On April 17, Bahadur Singh Kushwah, and several of his compatriots, went on a fast only to be told by the administration that their demands would be considered once the elections got over. The irony is not lost on him, ‘‘Once we were the ones who decided the outcome of the elections, now it seems we have to wait for the elections to get over. Is it any wonder that many of us want to head back to the ravines?’’
The prospect of gun-wielding geriatrics is hardly a threat the police would lose sleep over, but it reveals the desperation of such men. Bahadur Singh is among the over five hundred Chambal dacoits who surrendered in April 1972 due to the efforts of Jai Prakash Narayan. The surrender brought back a measure of peace to the Chambal.
Once, because of men like Bahadur Singh, travelers from Delhi would ensure they crossed over the Chambal into Morena well before dark. Today the traveler has very little to fear. On the new highway, the only stretch of the north-south corridor in Madhya Pradesh where work has been undertaken, it takes less than half an hour to drive past the ravines. And dacoity has all but disappeared from the Bhind-Morena region, once at the centre of the phenomenon. Today the most prominent gangs in Madhya Pradesh—the Gadariya and the Rawat—operate around the Shivpuri region. And at their strongest they are but quarter of the size of the most prominent gangs prior to the surrender. Mohar Singh, who surrendered with nearly 50 of his gang members, carried a reward of Rs 2 lakh on his head at the time. The reward on the head of the Gadariya gang, T1 or target number one in police lexicon, still doesn’t stand at that amount.

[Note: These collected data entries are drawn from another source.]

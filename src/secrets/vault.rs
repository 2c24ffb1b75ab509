use std::sync::Arc;

use crate::crypto::Cipher;
use crate::error::{Error, Result};
use crate::store::Store;

/// Plaintext view over the encrypted secret rows of a [`Store`].
pub struct SecretStore {
    store: Arc<dyn Store>,
    cipher: Arc<Cipher>,
}

impl SecretStore {
    pub fn new(store: Arc<dyn Store>, cipher: Arc<Cipher>) -> Self {
        Self { store, cipher }
    }

    /// Decrypted value at `path`.
    ///
    /// A row that fails to decrypt is reported as absent and logged; store
    /// errors propagate.
    pub fn get(&self, path: &str) -> Result<Option<String>> {
        let Some(secret) = self.store.get_secret(path)? else {
            return Ok(None);
        };

        match self.cipher.decrypt(&secret.ciphertext) {
            Ok(value) => Ok(Some(value)),
            Err(Error::Decryption) => {
                tracing::warn!(
                    "Secret at {path} could not be decrypted with the active key; treating as absent"
                );
                Ok(None)
            }
            Err(e) => Err(e),
        }
    }

    /// Encrypts and stores `value`, overwriting any existing row at `path`.
    pub fn set(&self, path: &str, value: &str) -> Result<()> {
        let ciphertext = self.cipher.encrypt(value)?;
        self.store.upsert_secret(path, &ciphertext)?;
        tracing::info!("Stored secret at {path}");
        Ok(())
    }

    /// Removes the row at `path`. Returns whether one existed; a missing row
    /// is not an error.
    pub fn delete(&self, path: &str) -> Result<bool> {
        let removed = self.store.delete_secret(path)?;
        if removed {
            tracing::info!("Deleted secret at {path}");
        }
        Ok(removed)
    }

    /// Whether a row exists at `path`, without decrypting it.
    pub fn exists(&self, path: &str) -> Result<bool> {
        Ok(self.store.get_secret(path)?.is_some())
    }
}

Bahadur Singh was part of the Harbilas gang, ‘‘At one time there were 80 members with the gang. At the time of the surrender the gang was much smaller. Eleven of us surrendered. All of us carried a reward on our heads. Our time had been devoted to loot and kidnapping. If we couldn’t abduct a man at night we would abduct him at noon. We once attacked the police station here. We were well armed, the police here still doesn’t have the kind of weapons we used to own then. And at the time of the elections, the netas would come to us seeking our help. We would tell the voters in our pocket of influence who to vote for. It was not difficult, we knew who had voted for whom in each of the villages.’’
For men such as Harbilas life has not been easy after the surrender. He spends his day sitting at a Gumti in the village of Rijhouri selling gutka, ‘‘We were promised 15 acres of land, a good education and a job for our children. I got five acres of land which was of no use, no job, my children were not educated. My son has not been educated and he cannot even get a menial job, who wants to employ the son of a dacoit?’’
Just a few kilometres from Bahadur Singh’s village, Roop Singh Gurjar lives in the village of Samai. He was one of the mukhiyas who surrendered. He says he is well past 80 and recalls that the reward on his head in the three states was well over Rs 50,000. The surrender documents list his age as 37, which would mean he is around 70 years old now, and lists the reward on his head at Rs 1,000.
But then the legend of the Chambal has continued to grow in the minds of the people here. For them the dacoits of the past were baghis, men who had revolted against the persecution of the patwari and the police. Today, they say, the men go under the garb of dacoits, are petty criminals. This awe has helped men such as Roop Singh exercise considerable influence in the village and with the administration. He has also managed to obtain the promised 15 acres of land. And indeed the more prominent of the surrendered dacoits have had a better deal. Mohar Singh owns a farm in Malegaon in Bhind and has political ambitions. In fact he was given a ticket by the Samajwadi Party in the recent Assembly polls but his papers were rejected during the scrutiny. Malkhan Singh, perhaps the most famous of the Chambal dacoits, surrendered at a separate ceremony well after the 1972 surrender. He has contested the Assembly elections on several occasions from the Karera constituency near Shivpuri.
But the footsoldiers who surrendered share Bahadur Singh’s problems. Every year the Gandhi Sewa Ashram in Jaura, the very place where JP organised the surrender of 1972, organises abaghi mahapanchayat on April 14, the date of the surrender. It helps the surrendered men let off steam. It didn’t take place this year, and now Bahadur Singh and his compatriots plan to resume their fast, once the elections are over of course.